• _Task instructions_: Wherever the string "DynamicImage" occurs in a line of these records, report that line.

________

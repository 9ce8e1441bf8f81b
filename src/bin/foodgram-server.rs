use foodgram::{
    config,
    routes::{app_state_capsule, router},
};
use tokio::net::TcpListener;
use tracing::info;

#[tokio::main]
async fn main() -> anyhow::Result<()> {
    tracing_subscriber::fmt::init();

    let container = config::init_container().await?;
    let app = router(container.read(app_state_capsule));

    let listener = TcpListener::bind(container.read(config::addr_capsule)).await?;
    info!(addr = %listener.local_addr()?, "Started listening on TCP");
    axum::serve(listener, app).await?;
    Ok(())
}
use std::sync::Arc;

use anyhow::Context;
use async_trait::async_trait;
use rand::{
    Rng,
    distr::{Alphanumeric, Distribution},
};
use rearch::CapsuleHandle;
use sea_orm::{
    ActiveModelTrait, ActiveValue::Set, ColumnTrait, Condition, DbConn, DbErr, EntityTrait,
    QueryFilter, SqlErr, sea_query::Expr,
};
use thiserror::Error;
use tracing::instrument;

use crate::{config::db_conn_capsule, orm::short_link};

pub const SHORT_CODE_LEN: usize = 4;

pub fn short_link_repository_capsule(
    CapsuleHandle { mut get, .. }: CapsuleHandle,
) -> Arc<dyn ShortLinkRepository> {
    let db = Arc::clone(get.as_ref(db_conn_capsule));
    Arc::new(ShortLinkRepositoryImpl { db })
}

#[async_trait]
pub trait ShortLinkRepository: Send + Sync {
    async fn find_by_recipe(&self, recipe_id: i32) -> anyhow::Result<Option<ShortLink>>;

    async fn find_by_code(&self, code: &ShortCode) -> anyhow::Result<Option<ShortLink>>;

    /// Inserts a new [`ShortLink`]; never overwrites an existing row.
    async fn insert_link(&self, link: ShortLink) -> Result<ShortLink, SaveShortLinkError>;

    /// Sets the code of an existing link whose code is still unset.
    async fn assign_code(
        &self,
        recipe_id: i32,
        code: ShortCode,
    ) -> Result<ShortLink, SaveShortLinkError>;
}

#[derive(Clone, Debug, PartialEq, Eq)]
pub struct ShortLink {
    pub recipe_id: i32,
    /// [`None`] while the link is unminted.
    pub code: Option<ShortCode>,
    pub original_path: String,
}

#[derive(Clone, Debug, PartialEq, Eq, Hash)]
pub struct ShortCode(String);

#[derive(Debug, Error, PartialEq, Eq)]
pub enum ShortCodeValidationError {
    #[error("short code must be exactly {SHORT_CODE_LEN} characters long, got {actual}")]
    InvalidLength { actual: usize },
    #[error("short code contains invalid characters: {invalid_chars}")]
    InvalidCharacters { invalid_chars: String },
}

impl ShortCode {
    /// # Errors
    /// Returns [`Err`] unless `code` is exactly [`SHORT_CODE_LEN`] ASCII alphanumerics.
    pub fn new(code: String) -> Result<Self, ShortCodeValidationError> {
        let invalid_chars: String = code
            .chars()
            .filter(|c| !c.is_ascii_alphanumeric())
            .collect();
        if !invalid_chars.is_empty() {
            return Err(ShortCodeValidationError::InvalidCharacters { invalid_chars });
        }
        if code.len() != SHORT_CODE_LEN {
            return Err(ShortCodeValidationError::InvalidLength {
                actual: code.len(),
            });
        }
        Ok(Self(code))
    }

    /// Draws [`SHORT_CODE_LEN`] independent uniform samples from `[0-9a-zA-Z]`.
    #[must_use]
    pub fn generate() -> Self {
        Self::generate_with(&mut rand::rng())
    }

    #[must_use]
    pub fn generate_with<R: Rng + ?Sized>(rng: &mut R) -> Self {
        Self(
            (0..SHORT_CODE_LEN)
                .map(|_| char::from(Alphanumeric.sample(rng)))
                .collect(),
        )
    }

    #[must_use]
    pub fn as_str(&self) -> &str {
        &self.0
    }

    #[must_use]
    pub fn into_inner(self) -> String {
        self.0
    }
}

#[derive(Debug, Error)]
pub enum SaveShortLinkError {
    #[error("recipe {} already has a short link", .0.recipe_id)]
    RecipeAlreadyLinked(ShortLink),
    #[error("short code is already taken")]
    CodeTaken,
    #[error("internal/database error: {0}")]
    Internal(anyhow::Error),
}

impl TryFrom<short_link::Model> for ShortLink {
    type Error = anyhow::Error;

    fn try_from(
        short_link::Model {
            recipe_id,
            code,
            original_path,
            ..
        }: short_link::Model,
    ) -> Result<Self, Self::Error> {
        let code = code
            .filter(|code| !code.is_empty())
            .map(ShortCode::new)
            .transpose()
            .with_context(|| format!("Stored short code of recipe {recipe_id} is invalid"))?;
        Ok(Self {
            recipe_id,
            code,
            original_path,
        })
    }
}

fn is_unique_violation(err: &DbErr) -> bool {
    matches!(err.sql_err(), Some(SqlErr::UniqueConstraintViolation(_)))
}

struct ShortLinkRepositoryImpl {
    db: Arc<DbConn>,
}

#[async_trait]
impl ShortLinkRepository for ShortLinkRepositoryImpl {
    #[instrument(skip(self))]
    async fn find_by_recipe(&self, recipe_id: i32) -> anyhow::Result<Option<ShortLink>> {
        short_link::Entity::find()
            .filter(short_link::Column::RecipeId.eq(recipe_id))
            .one(&*self.db)
            .await?
            .map(ShortLink::try_from)
            .transpose()
    }

    #[instrument(skip(self))]
    async fn find_by_code(&self, code: &ShortCode) -> anyhow::Result<Option<ShortLink>> {
        short_link::Entity::find()
            .filter(short_link::Column::Code.eq(code.as_str()))
            .one(&*self.db)
            .await?
            .map(ShortLink::try_from)
            .transpose()
    }

    #[instrument(skip(self))]
    async fn insert_link(&self, link: ShortLink) -> Result<ShortLink, SaveShortLinkError> {
        let recipe_id = link.recipe_id;
        let to_insert = short_link::ActiveModel {
            recipe_id: Set(link.recipe_id),
            code: Set(link.code.map(ShortCode::into_inner)),
            original_path: Set(link.original_path),
            ..Default::default()
        };

        match to_insert.insert(&*self.db).await {
            Ok(inserted) => inserted.try_into().map_err(SaveShortLinkError::Internal),
            Err(err) if is_unique_violation(&err) => {
                // NOTE: either another request minted this recipe first or the code collided
                match self
                    .find_by_recipe(recipe_id)
                    .await
                    .map_err(SaveShortLinkError::Internal)?
                {
                    Some(existing) => Err(SaveShortLinkError::RecipeAlreadyLinked(existing)),
                    None => Err(SaveShortLinkError::CodeTaken),
                }
            }
            Err(err) => Err(SaveShortLinkError::Internal(err.into())),
        }
    }

    #[instrument(skip(self))]
    async fn assign_code(
        &self,
        recipe_id: i32,
        code: ShortCode,
    ) -> Result<ShortLink, SaveShortLinkError> {
        let update_result = short_link::Entity::update_many()
            .col_expr(short_link::Column::Code, Expr::value(code.as_str()))
            .filter(short_link::Column::RecipeId.eq(recipe_id))
            .filter(
                Condition::any()
                    .add(short_link::Column::Code.is_null())
                    .add(short_link::Column::Code.eq("")),
            )
            .exec(&*self.db)
            .await;

        let rows_affected = match update_result {
            Ok(result) => result.rows_affected,
            Err(err) if is_unique_violation(&err) => return Err(SaveShortLinkError::CodeTaken),
            Err(err) => return Err(SaveShortLinkError::Internal(err.into())),
        };

        let stored = self
            .find_by_recipe(recipe_id)
            .await
            .map_err(SaveShortLinkError::Internal)?
            .with_context(|| format!("Short link of recipe {recipe_id} vanished during update"))
            .map_err(SaveShortLinkError::Internal)?;

        if rows_affected == 0 {
            Err(SaveShortLinkError::RecipeAlreadyLinked(stored))
        } else {
            Ok(stored)
        }
    }
}
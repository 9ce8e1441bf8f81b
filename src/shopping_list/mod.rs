//! Shopping-list export: lays aggregated cart rows out on A4 pages and
//! writes them as a PDF with an embedded TrueType font.

mod layout;
mod pdf;

use std::{path::PathBuf, sync::Arc};

use rearch::CapsuleHandle;

pub use layout::{Element, Page, TextMeasure, greeting, layout_shopping_list, row_text, wrap_text};
pub use pdf::{FontMetrics, RenderError, ShoppingListResources, render_shopping_list};

use crate::{aggregate::AggregateRow, config::media_root_capsule};

/// Relative to the media root.
pub const FONT_PATH: &str = "fonts/Roboto-Regular.ttf";
/// Relative to the media root.
pub const LOGO_PATH: &str = "logo_foodgram.png";

pub const DOWNLOAD_FILENAME: &str = "shopping_cart.pdf";

pub fn shopping_list_renderer_capsule(
    CapsuleHandle { mut get, .. }: CapsuleHandle,
) -> Arc<dyn ShoppingListRenderer> {
    let media_root = get.as_ref(media_root_capsule).clone();
    Arc::new(MediaRootRenderer { media_root })
}

/// Blocking; call from a thread that may block.
pub trait ShoppingListRenderer: Send + Sync {
    fn render(&self, rows: &[AggregateRow], username: &str) -> Result<Vec<u8>, RenderError>;
}

/// Reads the font and logo from the media root on every render, so a
/// missing file fails the request that needed it.
struct MediaRootRenderer {
    media_root: PathBuf,
}

impl ShoppingListRenderer for MediaRootRenderer {
    fn render(&self, rows: &[AggregateRow], username: &str) -> Result<Vec<u8>, RenderError> {
        let resources = ShoppingListResources::load(&self.media_root)?;
        render_shopping_list(rows, username, &resources)
    }
}
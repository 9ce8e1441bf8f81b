use std::sync::Arc;

use async_trait::async_trait;
use rearch::CapsuleHandle;
use sea_orm::{DbConn, EntityTrait};
use serde::Serialize;
use tracing::instrument;

use crate::{config::db_conn_capsule, orm::recipe};

pub fn recipe_repository_capsule(
    CapsuleHandle { mut get, .. }: CapsuleHandle,
) -> Arc<dyn RecipeRepository> {
    let db = Arc::clone(get.as_ref(db_conn_capsule));
    Arc::new(RecipeRepositoryImpl { db })
}

#[async_trait]
pub trait RecipeRepository: Send + Sync {
    async fn find_summary(&self, recipe_id: i32) -> anyhow::Result<Option<RecipeSummary>>;
}

/// The short form of a recipe returned by cart endpoints.
#[derive(Clone, Debug, PartialEq, Eq, Serialize)]
pub struct RecipeSummary {
    pub id: i32,
    pub name: String,
    pub image: Option<String>,
    pub cooking_time: i32,
}

impl From<recipe::Model> for RecipeSummary {
    fn from(
        recipe::Model {
            id,
            name,
            image,
            cooking_time,
            ..
        }: recipe::Model,
    ) -> Self {
        Self {
            id,
            name,
            image,
            cooking_time,
        }
    }
}

/// Path of the recipe page that short links point at.
#[must_use]
pub fn canonical_recipe_path(recipe_id: i32) -> String {
    format!("/recipes/{recipe_id}")
}

struct RecipeRepositoryImpl {
    db: Arc<DbConn>,
}

#[async_trait]
impl RecipeRepository for RecipeRepositoryImpl {
    #[instrument(skip(self))]
    async fn find_summary(&self, recipe_id: i32) -> anyhow::Result<Option<RecipeSummary>> {
        Ok(recipe::Entity::find_by_id(recipe_id)
            .one(&*self.db)
            .await?
            .map(RecipeSummary::from))
    }
}
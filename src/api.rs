use axum::{
    Json,
    http::StatusCode,
    response::{IntoResponse, Response},
};
use serde::Serialize;
use uuid::Uuid;

#[derive(Debug, Serialize)]
pub struct ShortLinkResponse {
    #[serde(rename = "short-link")]
    pub short_link: String,
}

#[derive(Debug, Serialize)]
pub struct Error {
    pub error: String,
    pub error_id: String,
}

/// JSON error body tagged with a fresh id that is also logged server-side.
pub struct ApiError {
    pub status: StatusCode,
    pub error: String,
    pub error_id: Uuid,
}

impl ApiError {
    pub fn new(status: StatusCode, error: impl Into<String>) -> Self {
        Self {
            status,
            error: error.into(),
            error_id: Uuid::new_v4(),
        }
    }

    pub fn internal() -> Self {
        Self::new(StatusCode::INTERNAL_SERVER_ERROR, "Internal server error")
    }
}

impl IntoResponse for ApiError {
    fn into_response(self) -> Response {
        (
            self.status,
            Json(Error {
                error: self.error,
                error_id: self.error_id.to_string(),
            }),
        )
            .into_response()
    }
}
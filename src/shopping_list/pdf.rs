use std::{
    io::{self, Cursor},
    path::{Path, PathBuf},
};

use printpdf::{
    Image, ImageTransform, IndirectFontRef, Mm, PdfDocument, PdfLayerReference, Pt,
    image_crate::{self, DynamicImage, GenericImageView},
};
use thiserror::Error;
use tracing::{info, instrument};
use ttf_parser::{Face, FaceParsingError, GlyphId};

use super::{
    FONT_PATH, LOGO_PATH,
    layout::{Element, PAGE_HEIGHT, PAGE_WIDTH, TextMeasure, layout_shopping_list},
};
use crate::aggregate::AggregateRow;

const DOCUMENT_TITLE: &str = "Список покупок";

#[derive(Debug, Error)]
pub enum RenderError {
    #[error("failed to read {}: {source}", path.display())]
    MissingResource {
        path: PathBuf,
        #[source]
        source: io::Error,
    },
    #[error("failed to parse font: {0}")]
    Font(#[from] FaceParsingError),
    #[error("failed to decode logo: {0}")]
    Image(#[from] image_crate::ImageError),
    #[error("logo has no pixels")]
    EmptyLogo,
    #[error("failed to write PDF: {0}")]
    Pdf(String),
}

/// Raw bytes of the font and logo the document embeds.
pub struct ShoppingListResources {
    font: Vec<u8>,
    logo: Vec<u8>,
}

impl ShoppingListResources {
    /// # Errors
    /// Returns [`RenderError::MissingResource`] if either file can't be read.
    pub fn load(media_root: &Path) -> Result<Self, RenderError> {
        Ok(Self {
            font: read_resource(media_root.join(FONT_PATH))?,
            logo: read_resource(media_root.join(LOGO_PATH))?,
        })
    }

    #[must_use]
    pub const fn from_bytes(font: Vec<u8>, logo: Vec<u8>) -> Self {
        Self { font, logo }
    }
}

fn read_resource(path: PathBuf) -> Result<Vec<u8>, RenderError> {
    std::fs::read(&path).map_err(|source| RenderError::MissingResource { path, source })
}

/// Horizontal advances read straight from the font's `hmtx` table.
pub struct FontMetrics<'a> {
    face: Face<'a>,
}

impl<'a> FontMetrics<'a> {
    /// # Errors
    /// Returns [`Err`] if `data` is not a TrueType/OpenType font.
    pub fn parse(data: &'a [u8]) -> Result<Self, RenderError> {
        Ok(Self {
            face: Face::parse(data, 0)?,
        })
    }
}

impl TextMeasure for FontMetrics<'_> {
    #[allow(clippy::cast_precision_loss)]
    fn text_width(&self, text: &str, font_size: f32) -> f32 {
        let units: u32 = text
            .chars()
            .map(|ch| {
                // NOTE: unmapped characters render as .notdef, so measure them as such
                let glyph = self.face.glyph_index(ch).unwrap_or(GlyphId(0));
                self.face.glyph_hor_advance(glyph).map_or(0, u32::from)
            })
            .sum();
        units as f32 * font_size / f32::from(self.face.units_per_em())
    }
}

fn pdf_error(err: impl std::fmt::Debug) -> RenderError {
    RenderError::Pdf(format!("{err:?}"))
}

fn mm(points: f32) -> Mm {
    Mm::from(Pt(points))
}

#[allow(clippy::cast_precision_loss)]
fn place_logo(
    logo: &DynamicImage,
    layer: &PdfLayerReference,
    (x, y, width, height): (f32, f32, f32, f32),
) -> Result<(), RenderError> {
    let (px_width, px_height) = GenericImageView::dimensions(logo);
    if px_width == 0 || px_height == 0 {
        return Err(RenderError::EmptyLogo);
    }
    // NOTE: at 72 dpi one pixel is one point
    Image::from_dynamic_image(logo).add_to_layer(
        layer.clone(),
        ImageTransform {
            translate_x: Some(mm(x)),
            translate_y: Some(mm(y)),
            scale_x: Some(width / px_width as f32),
            scale_y: Some(height / px_height as f32),
            dpi: Some(72.0),
            ..Default::default()
        },
    );
    Ok(())
}

/// Builds the whole document in memory; nothing is returned unless every
/// page rendered.
///
/// # Errors
/// Returns [`Err`] if the font or logo can't be decoded or the PDF can't be
/// serialized.
#[instrument(skip(rows, resources), fields(row_count = rows.len()))]
pub fn render_shopping_list(
    rows: &[AggregateRow],
    username: &str,
    resources: &ShoppingListResources,
) -> Result<Vec<u8>, RenderError> {
    let metrics = FontMetrics::parse(&resources.font)?;
    let logo = image_crate::load_from_memory(&resources.logo)?;
    let pages = layout_shopping_list(rows, username, &metrics);

    let (doc, first_page, first_layer) =
        PdfDocument::new(DOCUMENT_TITLE, mm(PAGE_WIDTH), mm(PAGE_HEIGHT), "Layer 1");
    let font: IndirectFontRef = doc
        .add_external_font(Cursor::new(resources.font.as_slice()))
        .map_err(pdf_error)?;

    for (index, page) in pages.iter().enumerate() {
        let layer = if index == 0 {
            doc.get_page(first_page).get_layer(first_layer)
        } else {
            let (page_index, layer_index) = doc.add_page(
                mm(PAGE_WIDTH),
                mm(PAGE_HEIGHT),
                format!("Layer {}", index + 1),
            );
            doc.get_page(page_index).get_layer(layer_index)
        };

        for element in &page.elements {
            match element {
                Element::Logo {
                    x,
                    y,
                    width,
                    height,
                } => place_logo(&logo, &layer, (*x, *y, *width, *height))?,
                Element::Text {
                    text,
                    x,
                    baseline,
                    font_size,
                } => layer.use_text(text.as_str(), *font_size, mm(*x), mm(*baseline), &font),
            }
        }
    }

    let bytes = doc.save_to_bytes().map_err(pdf_error)?;
    info!(pages = pages.len(), bytes = bytes.len(), "Rendered shopping list");
    Ok(bytes)
}
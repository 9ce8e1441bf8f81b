use std::sync::Arc;

use async_trait::async_trait;
use rearch::CapsuleHandle;
use sea_orm::{
    ActiveModelTrait, ActiveValue::Set, ColumnTrait, DbConn, EntityTrait, FromQueryResult,
    JoinType, QueryFilter, QuerySelect, RelationTrait, SqlErr,
};
use thiserror::Error;
use tracing::instrument;

use crate::{
    config::db_conn_capsule,
    orm::{ingredient, recipe, recipe_ingredient, shopping_cart},
};

pub fn cart_repository_capsule(
    CapsuleHandle { mut get, .. }: CapsuleHandle,
) -> Arc<dyn CartRepository> {
    let db = Arc::clone(get.as_ref(db_conn_capsule));
    Arc::new(CartRepositoryImpl { db })
}

#[async_trait]
pub trait CartRepository: Send + Sync {
    /// Every ingredient line of every recipe in the user's cart, unaggregated.
    async fn cart_ingredient_lines(&self, user_id: i32)
    -> anyhow::Result<Vec<CartIngredientLine>>;

    async fn add_recipe(&self, user_id: i32, recipe_id: i32) -> Result<(), AddToCartError>;

    /// Returns `false` if the recipe was not in the cart.
    async fn remove_recipe(&self, user_id: i32, recipe_id: i32) -> anyhow::Result<bool>;
}

#[derive(Clone, Debug, PartialEq, Eq, FromQueryResult)]
pub struct CartIngredientLine {
    pub name: String,
    pub measurement_unit: String,
    pub amount: i32,
}

#[derive(Debug, Error)]
pub enum AddToCartError {
    #[error("recipe is already in the shopping cart")]
    AlreadyInCart,
    #[error("internal/database error: {0}")]
    Internal(anyhow::Error),
}

struct CartRepositoryImpl {
    db: Arc<DbConn>,
}

#[async_trait]
impl CartRepository for CartRepositoryImpl {
    #[instrument(skip(self))]
    async fn cart_ingredient_lines(
        &self,
        user_id: i32,
    ) -> anyhow::Result<Vec<CartIngredientLine>> {
        Ok(shopping_cart::Entity::find()
            .select_only()
            .column_as(ingredient::Column::Name, "name")
            .column_as(ingredient::Column::MeasurementUnit, "measurement_unit")
            .column_as(recipe_ingredient::Column::Amount, "amount")
            .join(JoinType::InnerJoin, shopping_cart::Relation::Recipe.def())
            .join(JoinType::InnerJoin, recipe::Relation::RecipeIngredient.def())
            .join(
                JoinType::InnerJoin,
                recipe_ingredient::Relation::Ingredient.def(),
            )
            .filter(shopping_cart::Column::UserId.eq(user_id))
            .into_model::<CartIngredientLine>()
            .all(&*self.db)
            .await?)
    }

    #[instrument(skip(self))]
    async fn add_recipe(&self, user_id: i32, recipe_id: i32) -> Result<(), AddToCartError> {
        let to_insert = shopping_cart::ActiveModel {
            user_id: Set(user_id),
            recipe_id: Set(recipe_id),
            ..Default::default()
        };
        match to_insert.insert(&*self.db).await {
            Ok(_) => Ok(()),
            Err(err) if matches!(err.sql_err(), Some(SqlErr::UniqueConstraintViolation(_))) => {
                Err(AddToCartError::AlreadyInCart)
            }
            Err(err) => Err(AddToCartError::Internal(err.into())),
        }
    }

    #[instrument(skip(self))]
    async fn remove_recipe(&self, user_id: i32, recipe_id: i32) -> anyhow::Result<bool> {
        let result = shopping_cart::Entity::delete_many()
            .filter(shopping_cart::Column::UserId.eq(user_id))
            .filter(shopping_cart::Column::RecipeId.eq(recipe_id))
            .exec(&*self.db)
            .await?;
        Ok(result.rows_affected > 0)
    }
}

#[cfg(test)]
#[allow(clippy::unwrap_used)]
mod tests {
    use std::collections::BTreeMap;

    use sea_orm::{DatabaseBackend, MockDatabase, MockExecResult, Value};

    use super::*;

    fn line_row(name: &str, unit: &str, amount: i32) -> BTreeMap<&'static str, Value> {
        BTreeMap::from([
            ("name", Value::from(name.to_owned())),
            ("measurement_unit", Value::from(unit.to_owned())),
            ("amount", Value::from(amount)),
        ])
    }

    #[tokio::test]
    async fn test_cart_ingredient_lines() {
        let db = MockDatabase::new(DatabaseBackend::Postgres)
            .append_query_results([vec![
                line_row("Мука", "г", 200),
                line_row("Мука", "г", 150),
            ]])
            .into_connection();
        let repo = CartRepositoryImpl { db: Arc::new(db) };

        let lines = repo.cart_ingredient_lines(1).await.unwrap();
        assert_eq!(
            lines,
            vec![
                CartIngredientLine {
                    name: "Мука".to_owned(),
                    measurement_unit: "г".to_owned(),
                    amount: 200,
                },
                CartIngredientLine {
                    name: "Мука".to_owned(),
                    measurement_unit: "г".to_owned(),
                    amount: 150,
                },
            ]
        );
    }

    #[tokio::test]
    async fn test_cart_ingredient_lines_empty_cart() {
        let db = MockDatabase::new(DatabaseBackend::Postgres)
            .append_query_results([Vec::<BTreeMap<&str, Value>>::new()])
            .into_connection();
        let repo = CartRepositoryImpl { db: Arc::new(db) };

        assert!(repo.cart_ingredient_lines(1).await.unwrap().is_empty());
    }

    #[tokio::test]
    async fn test_add_recipe() {
        let db = MockDatabase::new(DatabaseBackend::Postgres)
            .append_query_results([vec![shopping_cart::Model {
                id: 1,
                user_id: 5,
                recipe_id: 42,
            }]])
            .into_connection();
        let repo = CartRepositoryImpl { db: Arc::new(db) };

        repo.add_recipe(5, 42).await.unwrap();
    }

    #[tokio::test]
    async fn test_remove_recipe() {
        let db = MockDatabase::new(DatabaseBackend::Postgres)
            .append_exec_results([
                MockExecResult {
                    last_insert_id: 0,
                    rows_affected: 1,
                },
                MockExecResult {
                    last_insert_id: 0,
                    rows_affected: 0,
                },
            ])
            .into_connection();
        let repo = CartRepositoryImpl { db: Arc::new(db) };

        assert!(repo.remove_recipe(5, 42).await.unwrap());
        assert!(!repo.remove_recipe(5, 42).await.unwrap());
    }
}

________

• _Completed task_:
    image_crate::{self, DynamicImage, GenericImageView},
    logo: &DynamicImage,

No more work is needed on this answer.